All Kinds of Stress Tests
Today, I’m sharing a post written by Hubby about his recent health scare and hospital admission: My Weekend Stress Relief . Here is how it begins:
“The simple pleasures in this life start most days with the morning paper and the first pour of fresh-brewed coffee. Never have I enjoyed that initial sip more than Tuesday, after stepping into the brisk air to grab The Boston Globe from our sidewalk. It was the first time I’d gone through the front door since being carried out by paramedics roughly 75 hours earlier.”
I will add, he glosses over the initial crisis in this piece, probably because he was unconscious for all several minutes of it. I don’t call 911 lightly!
But when a healthy man trots up the stairs and then keels over, remains unresponsive for several minutes, then stops breathing, turns gray, and stiffens, you call 911. Which is what I did. Read the story to find out what happened.
Oh, and here’s the abnormal EKG everyone was concerned about. Apparently this is a pattern that can be seen with Hypertrophic Obstructive Cardiomyopathy:
Also, I want to add apologies to my readers: Yes, there’s been a significant delay between posts. There are good reasons: My own prolonged flu-like illness and asthma exacerbation, our little family vacation to cross-country ski country, my division grand rounds presentation, and then Hubby’s health scare.
It’s been alot of stress, a stress test, of sorts, for all of us! But hopefully this piece can serve to reset the posting cycle.
5 thoughts on “All Kinds of Stress Tests”
What a time you and your family have been through Monique! Thanks for sharing and sending continued well wishes.

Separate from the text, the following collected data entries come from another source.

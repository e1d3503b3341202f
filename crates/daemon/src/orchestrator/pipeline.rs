use serde::Serialize;
use std::collections::HashMap;
use std::sync::Arc;
use tracing::{info, warn};
use uuid::Uuid;

use meme_engine::{reconcile, ResolvedSelection, SelectionRequest, TemplateMode};

use crate::llm::{CaptionProvider, ModelChoice};
use crate::orchestrator::failure::{classify, AttemptFailure, PipelineFailure};
use crate::retrieval::CandidateRetriever;

#[derive(Debug, Clone, Serialize)]
pub struct SelectionOutcome {
    pub request_id: Uuid,
    /// Name of the provider whose answer was used
    pub provider: String,
    pub selections: Vec<ResolvedSelection>,
}

/// Retrieval, request building, the primary structured attempt and the
/// free-text fallback, in that order.
pub struct SelectionPipeline {
    retriever: Arc<dyn CandidateRetriever>,
    primaries: HashMap<ModelChoice, Arc<dyn CaptionProvider>>,
    fallback: Option<Arc<dyn CaptionProvider>>,
}

impl SelectionPipeline {
    pub fn new(retriever: Arc<dyn CandidateRetriever>) -> Self {
        SelectionPipeline {
            retriever,
            primaries: HashMap::new(),
            fallback: None,
        }
    }

    pub fn with_primary(mut self, choice: ModelChoice, provider: Arc<dyn CaptionProvider>) -> Self {
        self.primaries.insert(choice, provider);
        self
    }

    /// The fallback should read free text; a structured provider here
    /// only repeats the primary's failure modes.
    pub fn with_fallback(mut self, provider: Arc<dyn CaptionProvider>) -> Self {
        if provider.is_structured() {
            warn!(provider = provider.name(), "fallback provider is structured, not free-text");
        }
        self.fallback = Some(provider);
        self
    }

    /// Which provider slots are filled, for the startup log.
    pub fn describe(&self) -> String {
        let mut primaries: Vec<&str> = self.primaries.keys().map(ModelChoice::as_str).collect();
        primaries.sort_unstable();
        format!(
            "primaries=[{}] fallback={}{}",
            primaries.join(","),
            self.fallback.as_ref().map(|p| p.name()).unwrap_or("none"),
            match &self.fallback {
                Some(p) if p.is_structured() => " (structured)",
                _ => "",
            }
        )
    }

    /// Turn one idea into captioned templates.
    ///
    /// `model_id` overrides the primary provider's configured model only;
    /// the fallback always uses its own.
    pub async fn select_templates_for_idea(
        &self,
        prompt_text: &str,
        audience: Option<&str>,
        mode: TemplateMode,
        model_choice: ModelChoice,
        model_id: Option<&str>,
    ) -> Result<SelectionOutcome, PipelineFailure> {
        let request_id = Uuid::new_v4();

        let prompt_text = prompt_text.trim();
        if prompt_text.is_empty() {
            return Err(PipelineFailure::InvalidPrompt);
        }

        let templates = self.retriever.retrieve(prompt_text, mode).await.map_err(|e| {
            warn!(%request_id, error = %e, "candidate retrieval failed");
            PipelineFailure::Transport {
                detail: format!("candidate retrieval failed: {}", e),
            }
        })?;

        let request = SelectionRequest::build(prompt_text, audience, templates, mode).map_err(|e| {
            info!(%request_id, mode = %mode, reason = %e, "selection request rejected");
            PipelineFailure::from(e)
        })?;

        info!(
            %request_id,
            mode = %request.mode(),
            model = %model_choice,
            prompt_chars = request.prompt_text().chars().count(),
            candidates = request.candidates().len(),
            "selection request built"
        );

        let mut failures = Vec::with_capacity(2);

        match self.primaries.get(&model_choice) {
            Some(provider) => match self.attempt(request_id, provider.as_ref(), &request, model_id).await {
                Ok(outcome) => return Ok(outcome),
                Err(failure) => failures.push(failure),
            },
            None => {
                warn!(%request_id, model = %model_choice, "primary provider not configured");
                failures.push(AttemptFailure::Disabled);
            }
        }

        match &self.fallback {
            Some(provider) => {
                info!(%request_id, provider = provider.name(), "falling back to free-text provider");
                match self.attempt(request_id, provider.as_ref(), &request, None).await {
                    Ok(outcome) => return Ok(outcome),
                    Err(failure) => failures.push(failure),
                }
            }
            None => failures.push(AttemptFailure::Disabled),
        }

        let failure = classify(&failures);
        warn!(%request_id, kind = failure.kind(), ?failures, "selection request failed");
        Err(failure)
    }

    async fn attempt(
        &self,
        request_id: Uuid,
        provider: &dyn CaptionProvider,
        request: &SelectionRequest,
        model_id: Option<&str>,
    ) -> Result<SelectionOutcome, AttemptFailure> {
        info!(
            %request_id,
            provider = provider.name(),
            structured = provider.is_structured(),
            "calling caption provider"
        );
        let response = provider.select(request, model_id).await.map_err(|e| {
            warn!(%request_id, provider = provider.name(), kind = e.kind(), error = %e, "provider attempt failed");
            AttemptFailure::Protocol(e)
        })?;

        let reconciliation = reconcile(&response, request);
        for dropped in &reconciliation.dropped {
            warn!(
                %request_id,
                provider = provider.name(),
                ordinal = dropped.ordinal,
                reason = ?dropped.reason,
                "dropped selection with unknown template ordinal"
            );
        }

        if reconciliation.is_empty() {
            warn!(%request_id, provider = provider.name(), "no selection matched a candidate");
            return Err(AttemptFailure::Unresolved);
        }

        info!(
            %request_id,
            provider = provider.name(),
            resolved = reconciliation.resolved.len(),
            dropped = reconciliation.dropped.len(),
            "selection succeeded"
        );

        Ok(SelectionOutcome {
            request_id,
            provider: provider.name().to_string(),
            selections: reconciliation.resolved,
        })
    }
}
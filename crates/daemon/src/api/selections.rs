use axum::{
    extract::{Query, State},
    http::StatusCode,
    response::Json,
    routing::{get, post},
    Router,
};
use serde::{Deserialize, Serialize};
use tracing::info;
use uuid::Uuid;

use meme_engine::TemplateMode;

use crate::api::{ApiError, ApiResult, AppState};
use crate::llm::ModelChoice;
use crate::orchestrator::SelectionOutcome;

const DEFAULT_FEEDBACK_LIMIT: usize = 50;

#[derive(Deserialize)]
pub struct SelectTemplatesRequest {
    prompt: String,
    audience: Option<String>,
    mode: Option<String>,
    model: Option<String>,
    model_id: Option<String>,
}

#[derive(Deserialize)]
pub struct CaptionFeedbackRequest {
    template_id: Uuid,
    prompt: String,
    caption: String,
    model: Option<String>,
}

#[derive(Debug, Serialize, Deserialize)]
pub struct CaptionFeedbackResponse {
    id: i64,
    template_id: Uuid,
    prompt: String,
    caption: String,
    model: Option<String>,
    created_at: String,
}

#[derive(Deserialize)]
pub struct FeedbackQuery {
    limit: Option<usize>,
}

pub fn router(state: AppState) -> Router {
    Router::new()
        .route("/", post(select_templates))
        .route("/feedback", get(list_feedback).post(record_feedback))
        .with_state(state)
}

async fn select_templates(
    State(state): State<AppState>,
    Json(req): Json<SelectTemplatesRequest>,
) -> ApiResult<Json<SelectionOutcome>> {
    let mode: TemplateMode = req
        .mode
        .as_deref()
        .unwrap_or_default()
        .parse()
        .map_err(ApiError::bad_request)?;
    let model: ModelChoice = req
        .model
        .as_deref()
        .unwrap_or_default()
        .parse()
        .map_err(ApiError::bad_request)?;
    let model_id = req.model_id.as_deref().map(str::trim).filter(|m| !m.is_empty());

    let outcome = state
        .pipeline
        .select_templates_for_idea(&req.prompt, req.audience.as_deref(), mode, model, model_id)
        .await?;

    Ok(Json(outcome))
}

async fn record_feedback(
    State(state): State<AppState>,
    Json(req): Json<CaptionFeedbackRequest>,
) -> ApiResult<(StatusCode, Json<CaptionFeedbackResponse>)> {
    let caption = req.caption.trim();
    if caption.is_empty() {
        return Err(ApiError::bad_request("caption is required"));
    }
    if state.db.get_template(req.template_id)?.is_none() {
        return Err(ApiError::not_found(format!("template {} not found", req.template_id)));
    }

    let prompt = req.prompt.trim();
    let model = req.model.as_deref().map(str::trim).filter(|m| !m.is_empty());
    let id = state.db.record_caption_feedback(req.template_id, prompt, caption, model)?;
    info!(feedback_id = id, template_id = %req.template_id, "caption feedback recorded");

    Ok((
        StatusCode::CREATED,
        Json(CaptionFeedbackResponse {
            id,
            template_id: req.template_id,
            prompt: prompt.to_string(),
            caption: caption.to_string(),
            model: model.map(str::to_string),
            created_at: chrono::Utc::now().to_rfc3339(),
        }),
    ))
}

async fn list_feedback(
    State(state): State<AppState>,
    Query(query): Query<FeedbackQuery>,
) -> ApiResult<Json<Vec<CaptionFeedbackResponse>>> {
    let feedback = state
        .db
        .recent_caption_feedback(query.limit.unwrap_or(DEFAULT_FEEDBACK_LIMIT))?;

    Ok(Json(
        feedback
            .into_iter()
            .map(|f| CaptionFeedbackResponse {
                id: f.id,
                template_id: f.template_id,
                prompt: f.prompt_text,
                caption: f.caption,
                model: f.model_choice,
                created_at: f.created_at.to_rfc3339(),
            })
            .collect(),
    ))
}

Thank you Sara! All is well!
Thanks Sara T!
That would be quite a scare! I read your husband’s story. Has he got a diagnosis yet? Sometimes the fittest people give the most challenges to figuring out what is wrong as they don’t fit the typical patient mold.
Thanks Scott! Yes it’s a mystery, but all tests are reassuring. So far it looks like he’s just got an athletic heart, baseline low heart rate, and a wacky ekg.